Petroleum reservoirs, aquifers, and other geological features may be highly heterogeneous in composition and may generally include preferential flow paths resulting from natural fracture networks formed therein. Simulating the flow of fluid in these features can provide valuable information, for example, to well operators, drilling service provides, etc.
A reservoir or aquifer can be represented by a grid of blocks of porous media and a network of fractures. Dual-porosity and dual-permeability, single-porosity, and discrete fracture models are approaches used in reservoir simulation to model these media, and these approaches have been accepted as suitable for a variety of purposes. In discrete fracture models, for example, the fractures may be represented in n−1 dimensions, with the model being represented overall in n-dimensions. This simplification may provide a beneficial tradeoff between accuracy and efficiency, i.e., conservation of computing resources, as the aperture (flowpath area) of the fractures may be generally small relative to each block of the model. Accordingly, in a three-dimensional block model, the fractures may be each represented as two-dimensional facets, while two-dimensional models may represent fractures as edges. Furthermore, in such two-dimensional models, the edges representing the fractures may be characterized by center coordinates, orientation, hydraulic permeability, and aperture distribution.

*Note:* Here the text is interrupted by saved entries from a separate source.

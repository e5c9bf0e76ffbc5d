// ==========================================
// 音乐发行计划系统 - 引擎层
// ==========================================
// 依据: Release_Planner_PRD_v0.4 - 引擎体系
// ==========================================
// 职责: 实现纯计算业务规则,不做 I/O,不读系统时钟
// 红线: 引擎无注入依赖,参照日全部由调用方显式传入
// ==========================================

pub mod calendar;
pub mod deadline;
pub mod error;
pub mod reminder;
pub mod template;

// 重导出核心引擎
pub use calendar::CalendarEngine;
pub use deadline::{DeadlineEngine, DEFAULT_LEAD_DAYS};
pub use error::EngineError;
pub use reminder::{ReminderEngine, DEADLINE_APPROACHING_DAYS, DEFAULT_REMINDER_HORIZON_DAYS};
pub use template::TemplateEngine;
// ==========================================
// 音乐发行计划系统 - 分发商领域模型
// ==========================================
// 依据: Release_Planner_PRD_v0.4 - 分发商档案与交付策略
// ==========================================
// 红线: 全部为值对象,构造后不可变,引擎不持久化
// ==========================================

use crate::domain::types::WeekendAdjust;
use chrono::NaiveDate;
use serde::{Deserialize, Serialize};
use std::fmt;

// ==========================================
// DistributorKind - 分发商目录
// ==========================================
// 用途: 内置分发商档案 (展示名/官网/最短上传提前期)
// 说明: 自定义分发商走 Other + DistributorPolicy
#[derive(Debug, Clone, Copy, PartialEq, Eq, Hash, Serialize, Deserialize)]
#[serde(rename_all = "SCREAMING_SNAKE_CASE")]
pub enum DistributorKind {
    DistroKid,
    CdBaby,
    TuneCore,
    Amuse,
    Ditto,
    Awal,
    UnitedMasters,
    Stem,
    Landr,
    Other,
}

impl DistributorKind {
    /// 展示名称
    pub fn display_name(&self) -> &'static str {
        match self {
            DistributorKind::DistroKid => "DistroKid",
            DistributorKind::CdBaby => "CD Baby",
            DistributorKind::TuneCore => "TuneCore",
            DistributorKind::Amuse => "Amuse",
            DistributorKind::Ditto => "Ditto Music",
            DistributorKind::Awal => "AWAL",
            DistributorKind::UnitedMasters => "UnitedMasters",
            DistributorKind::Stem => "Stem",
            DistributorKind::Landr => "LANDR",
            DistributorKind::Other => "Other",
        }
    }

    /// 官网地址
    pub fn website(&self) -> &'static str {
        match self {
            DistributorKind::DistroKid => "https://distrokid.com",
            DistributorKind::CdBaby => "https://cdbaby.com",
            DistributorKind::TuneCore => "https://tunecore.com",
            DistributorKind::Amuse => "https://amuse.io",
            DistributorKind::Ditto => "https://dittomusic.com",
            DistributorKind::Awal => "https://awal.com",
            DistributorKind::UnitedMasters => "https://unitedmasters.com",
            DistributorKind::Stem => "https://stem.is",
            DistributorKind::Landr => "https://landr.com",
            DistributorKind::Other => "",
        }
    }

    /// 最短上传提前期 (天)
    ///
    /// 口径: 分发商建议的编辑歌单提报窗口,不是平台硬性下限
    pub fn min_upload_days(&self) -> i64 {
        match self {
            DistributorKind::Amuse | DistributorKind::Landr => 14,
            DistributorKind::Awal => 28,
            _ => 21,
        }
    }

    /// 按目录档案生成默认策略 (周末不调整)
    pub fn default_policy(&self) -> DistributorPolicy {
        DistributorPolicy {
            default_lead_days: self.min_upload_days(),
            weekend_adjust: WeekendAdjust::None,
        }
    }

    /// 常用分发商 (创建项目时优先展示)
    pub fn popular() -> &'static [DistributorKind] {
        &[
            DistributorKind::DistroKid,
            DistributorKind::CdBaby,
            DistributorKind::TuneCore,
        ]
    }
}

impl fmt::Display for DistributorKind {
    fn fmt(&self, f: &mut fmt::Formatter<'_>) -> fmt::Result {
        write!(f, "{}", self.display_name())
    }
}

// ==========================================
// DistributorPolicy - 分发商交付策略
// ==========================================
// 不变量: default_lead_days >= 0 (由 DeadlineEngine 校验)
#[derive(Debug, Clone, Copy, PartialEq, Eq, Serialize, Deserialize)]
pub struct DistributorPolicy {
    pub default_lead_days: i64, // 发行前须上传的名义天数

    #[serde(default)]
    pub weekend_adjust: WeekendAdjust, // 候选日落在周末时的移位策略
}

impl DistributorPolicy {
    pub fn new(default_lead_days: i64, weekend_adjust: WeekendAdjust) -> Self {
        Self {
            default_lead_days,
            weekend_adjust,
        }
    }
}

// ==========================================
// DeadlineQuery - 单次计算输入
// ==========================================
// policy 缺省 => 系统默认 21 天 / 周末不调整
// lead_days_override 只替换提前天数,不关闭周末调整
#[derive(Debug, Clone, Copy, PartialEq, Eq, Serialize, Deserialize)]
pub struct DeadlineQuery {
    pub release_date: NaiveDate,

    #[serde(default)]
    pub policy: Option<DistributorPolicy>,

    #[serde(default)]
    pub lead_days_override: Option<i64>,
}

impl DeadlineQuery {
    pub fn new(release_date: NaiveDate) -> Self {
        Self {
            release_date,
            policy: None,
            lead_days_override: None,
        }
    }

    pub fn with_policy(mut self, policy: DistributorPolicy) -> Self {
        self.policy = Some(policy);
        self
    }

    pub fn with_lead_days_override(mut self, lead_days: i64) -> Self {
        self.lead_days_override = Some(lead_days);
        self
    }
}

// ==========================================
// UploadDeadline - 计算输出
// ==========================================
// 值对象: 除日期本身外没有身份,引擎不持久化
#[derive(Debug, Clone, Copy, PartialEq, Eq, Serialize, Deserialize)]
pub struct UploadDeadline {
    pub upload_by: NaiveDate,
}

impl UploadDeadline {
    pub fn new(upload_by: NaiveDate) -> Self {
        Self { upload_by }
    }

    /// 距截止日的有符号天数 (截止日已过则为负)
    ///
    /// 参照日由调用方显式传入,本核心不读取系统时钟
    pub fn days_until(&self, reference: NaiveDate) -> i64 {
        (self.upload_by - reference).num_days()
    }
}

impl fmt::Display for UploadDeadline {
    fn fmt(&self, f: &mut fmt::Formatter<'_>) -> fmt::Result {
        write!(f, "{}", self.upload_by)
    }
}

// ==========================================
// ReminderCheckpoint - 提醒检查点
// ==========================================
// 由 ReminderEngine 从 UploadDeadline 派生,驱动提前通知
#[derive(Debug, Clone, PartialEq, Eq, Serialize, Deserialize)]
pub struct ReminderCheckpoint {
    pub checkpoint_date: NaiveDate, // deadline - horizon_days
    pub horizon_days: u32,          // 距截止日的提前量
    pub label: String,              // 通知文案
}
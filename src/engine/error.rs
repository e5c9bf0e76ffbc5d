// ==========================================
// 音乐发行计划系统 - 引擎层错误类型
// ==========================================
// 工具: thiserror 派生宏
// ==========================================
// 红线: 单一错误类别,不做泛化兜底捕获
// 引擎只校验一种条件: 提前天数为负
// ==========================================

use thiserror::Error;

/// 引擎层错误类型
#[derive(Error, Debug, Clone, PartialEq, Eq)]
pub enum EngineError {
    #[error("字段值错误 (field={field}): {message}")]
    InvalidArgument {
        field: &'static str,
        message: String,
    },
}

impl EngineError {
    /// 负数天数错误 (唯一的校验失败路径)
    pub fn negative_days(field: &'static str, value: i64) -> Self {
        EngineError::InvalidArgument {
            field,
            message: format!("天数不能为负: {}", value),
        }
    }
}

Various numerical methods based on discrete fracture models have been used to simulate single and multiphase flow in such modeled fractured media. For example, the finite-volume (FV) method is a mass conservative method that gives correct location of fronts or boundaries between blocks. In this type of method, however, the grid blocks at the fracture intersections may be “removed,” that is, the boundaries between fracture grid blocks and the intersection block are neglected and the area of the intersection block, which is small compared to the surrounding blocks, is subsumed into the adjacent blocks. This simplification is used to avoid a need for time steps that are small enough to observe meaningful characteristics at the relatively small intersection block, because such time steps are generally excessively and/or impracticably small for analyzing the larger, surrounding grid blocks.
Thus, instead of actually modeling the behavior of the fluid in the fractured media at the intersection, the behavior of the flow is approximated, typically using the Y-A or “star-delta” approximation. However, this approximation is derived from analyses of electrical current flow. While this approximation may be accurate for single-phase incompressible flow situations, it may be unsuitable for complexities that arise in a two-phase flow, compressible flow, etc. situations, which may be common in real-world applications
What is needed, then, is an efficient system and method for modeling fracture network flow properties that accurately accounts for two-phase flow.